Author(s): Paul Sheehan (Author)

  • Publisher: Cambridge University Press
  • Publication Date: 8 Aug. 2013
  • Language: English
  • Print length: 238 pages
  • ISBN-10: 9781107036833
  • ISBN-13: 1107036836

Book Description

The notion that violence can give rise to art – and that art can serve as an agent of violence – is a dominant feature of modernist literature. In this study Paul Sheehan traces the modernist fascination with violence to the middle decades of the nineteenth century, when certain French and English writers sought to celebrate dissident sexualities and stylized criminality. Sheehan presents a panoramic view of how the aesthetics of transgression gradually mutates into an infatuation with destruction and upheaval, identifying the First World War as the event through which the modernist aesthetic of violence crystallizes. By engaging with exemplary modernists such as Joyce, Conrad, Eliot and Pound, as well as lesser-known writers including Gautier, Sacher-Masoch, Wyndham Lewis and others, Sheehan shows how artworks, so often associated with creative well-being and communicative self-expression, can be reoriented toward violent and bellicose ends.

Editorial Reviews

Book Description

This book addresses the subject of violence as it features in celebrated modernist works from the early twentieth century.

About the Author

Paul Sheehan is a senior lecturer in English at Macquarie University, Sydney, Australia.

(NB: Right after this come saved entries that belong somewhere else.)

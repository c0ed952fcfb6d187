/// An error that can occur while hashing an object
///
/// Appenders and the merkleizer are infallible once their inputs are
/// validated; everything here is a validation failure at the typed
/// boundary. No partial root is ever produced: an error aborts the
/// whole `hash_tree_root` computation.
#[derive(Debug, Clone, Copy, PartialEq, Eq, thiserror::Error)]
pub enum Error {
    /// An element of a root vector was not exactly 32 bytes
    #[error("bad root")]
    BadRoot,

    /// A list held more elements than its type capacity allows
    #[error("incorrect list size")]
    IncorrectListSize,

    /// The top-level root was read while the buffer held anything other
    /// than a single chunk
    #[error("root must be 32 bytes")]
    RootSizeInvalid,

    /// A bitlist was empty, or its final byte carried no delimiter bit
    #[error("bitlist has no delimiter bit")]
    BadBitlist,
}
use ssz_primitives::{tree_math::chunk_limit, Chunk};

use crate::{engine::HashEngine, Error, Hasher};

impl<E> Hasher<E>
where
    E: HashEngine,
{
    /// Append a boolean leaf
    ///
    /// `true` is a single `01` byte and `false` all zeroes, both
    /// right-padded to 32 bytes.
    #[inline]
    pub fn put_bool(&mut self, value: bool) {
        self.push_leaf(Chunk::from(value));
    }

    /// Append a `uint8` leaf
    #[inline]
    pub fn put_uint8(&mut self, value: u8) {
        self.append_chunk(&value.to_le_bytes());
    }

    /// Append a `uint16` leaf
    #[inline]
    pub fn put_uint16(&mut self, value: u16) {
        self.append_chunk(&value.to_le_bytes());
    }

    /// Append a `uint32` leaf
    #[inline]
    pub fn put_uint32(&mut self, value: u32) {
        self.append_chunk(&value.to_le_bytes());
    }

    /// Append a `uint64` leaf
    ///
    /// This is the top-level form: one whole chunk with the value in
    /// little-endian. Inside a packed array, use
    /// [`pack_uint64`][Hasher::pack_uint64] instead.
    ///
    /// ```rust
    /// # use sszroot::*;
    /// let mut hasher: Hasher = Hasher::new();
    /// hasher.put_uint64(1);
    ///
    /// assert_eq!(hasher.hash_root()?, Chunk::from_u64_le(1));
    /// # Ok::<(), Error>(())
    /// ```
    #[inline]
    pub fn put_uint64(&mut self, value: u64) {
        self.append_chunk(&value.to_le_bytes());
    }

    /// Append a byte string
    ///
    /// Up to 32 bytes become a single zero-padded chunk. Longer input is
    /// split into `ceil(len / 32)` chunks and merkleized in place at its
    /// natural chunk count, which is the right width for a fixed-size
    /// bytes vector whose type chunk count equals its natural count.
    /// Variable-length byte lists must instead append their chunks and
    /// terminate with
    /// [`merkleize_with_mixin`][Hasher::merkleize_with_mixin] under the
    /// type's chunk capacity.
    pub fn put_bytes(&mut self, bytes: &[u8]) {
        if bytes.len() <= Chunk::SIZE {
            self.append_chunk(bytes);
            return;
        }

        let index = self.index();
        for part in bytes.chunks(Chunk::SIZE) {
            self.append_chunk(part);
        }
        self.merkleize(index);
    }

    /// Append a vector of 32-byte roots and collapse it
    ///
    /// With no capacity the group is merkleized at its natural width (a
    /// fixed-size vector); with `Some(max_capacity)` it is merkleized
    /// under the type's chunk capacity and the element count is mixed in
    /// (a variable-length list).
    ///
    /// ```rust
    /// # use sszroot::*;
    /// let mut hasher: Hasher = Hasher::new();
    /// hasher.put_root_vector(&[[1u8; 32], [2u8; 32]], None)?;
    ///
    /// let expected = hash_pair(&Chunk::new([1; 32]), &Chunk::new([2; 32]));
    /// assert_eq!(hasher.hash_root()?, expected);
    /// # Ok::<(), Error>(())
    /// ```
    ///
    /// # Errors
    ///
    /// [`Error::BadRoot`] if any element is not exactly 32 bytes;
    /// [`Error::IncorrectListSize`] if a capacity is given and exceeded.
    pub fn put_root_vector<R>(&mut self, roots: &[R], max_capacity: Option<u64>) -> Result<(), Error>
    where
        R: AsRef<[u8]>,
    {
        let num_items = roots.len() as u64;

        if matches!(max_capacity, Some(cap) if num_items > cap) {
            return Err(Error::IncorrectListSize);
        }

        let index = self.index();
        for root in roots {
            let chunk = Chunk::try_from(root.as_ref()).map_err(|_| Error::BadRoot)?;
            self.push_leaf(chunk);
        }

        match max_capacity {
            None => self.merkleize(index),
            Some(cap) => {
                let limit = chunk_limit(cap, num_items, 32);
                self.merkleize_with_mixin(index, num_items, limit);
            }
        }

        Ok(())
    }

    /// Append an array of `uint64` values, packed four to a chunk, and
    /// collapse it
    ///
    /// With no capacity the group is merkleized at its natural width (a
    /// fixed-size vector); with `Some(max_capacity)` it is merkleized
    /// under `chunk_limit(max_capacity, n, 8)` and the element count is
    /// mixed in.
    ///
    /// # Errors
    ///
    /// [`Error::IncorrectListSize`] if a capacity is given and exceeded.
    pub fn put_uint64_array(
        &mut self,
        values: &[u64],
        max_capacity: Option<u64>,
    ) -> Result<(), Error> {
        let num_items = values.len() as u64;

        if matches!(max_capacity, Some(cap) if num_items > cap) {
            return Err(Error::IncorrectListSize);
        }

        let index = self.index();
        for value in values {
            self.pack_uint64(*value);
        }
        self.fill_up_to_32();

        match max_capacity {
            None => self.merkleize(index),
            Some(cap) => {
                let limit = chunk_limit(cap, num_items, 8);
                self.merkleize_with_mixin(index, num_items, limit);
            }
        }

        Ok(())
    }

    /// Append an SSZ bitlist and collapse it
    ///
    /// The bit length is implicit in the encoding: the highest set bit of
    /// the final byte is a delimiter, not content. The delimiter is
    /// cleared, trailing zero bytes are stripped, the remaining content is
    /// chunked, and the group is merkleized under `ceil(max_bits / 256)`
    /// chunks with the bit count mixed in.
    ///
    /// # Errors
    ///
    /// [`Error::BadBitlist`] if `bytes` is empty or its final byte is
    /// zero (no delimiter); [`Error::IncorrectListSize`] if the encoded
    /// bit count exceeds `max_bits`.
    pub fn put_bitlist(&mut self, bytes: &[u8], max_bits: u64) -> Result<(), Error> {
        let size = self.parse_bitlist(bytes)?;

        if size > max_bits {
            return Err(Error::IncorrectListSize);
        }

        let index = self.index();
        let content = std::mem::take(&mut self.scratch);
        for part in content.chunks(Chunk::SIZE) {
            self.append_chunk(part);
        }
        self.scratch = content;

        self.merkleize_with_mixin(index, size, max_bits.saturating_add(255) / 256);
        Ok(())
    }

    /// Strip the delimiter from a bitlist into the scratch buffer,
    /// returning the encoded bit count.
    fn parse_bitlist(&mut self, bytes: &[u8]) -> Result<u64, Error> {
        let Some((&last, _)) = bytes.split_last() else {
            return Err(Error::BadBitlist);
        };
        if last == 0 {
            return Err(Error::BadBitlist);
        }

        let msb = 7 - last.leading_zeros();
        let size = 8 * (bytes.len() as u64 - 1) + u64::from(msb);

        self.scratch.clear();
        self.scratch.extend_from_slice(bytes);
        if let Some(tail) = self.scratch.last_mut() {
            *tail &= !(1 << msb);
        }
        while self.scratch.last() == Some(&0) {
            self.scratch.pop();
        }

        Ok(size)
    }
}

He is the author of Modernism, Narrative and Humanism (2002) and the editor of Becoming Human: New Perspectives on the Inhuman Condition (2003). Most recently he has published essays in SubStance, Twentieth-Century Literature and Textual Practice, as well as book chapters on Thomas De Quincey, Cormac McCarthy and Ralph Ellison, and several articles on Samuel Beckett.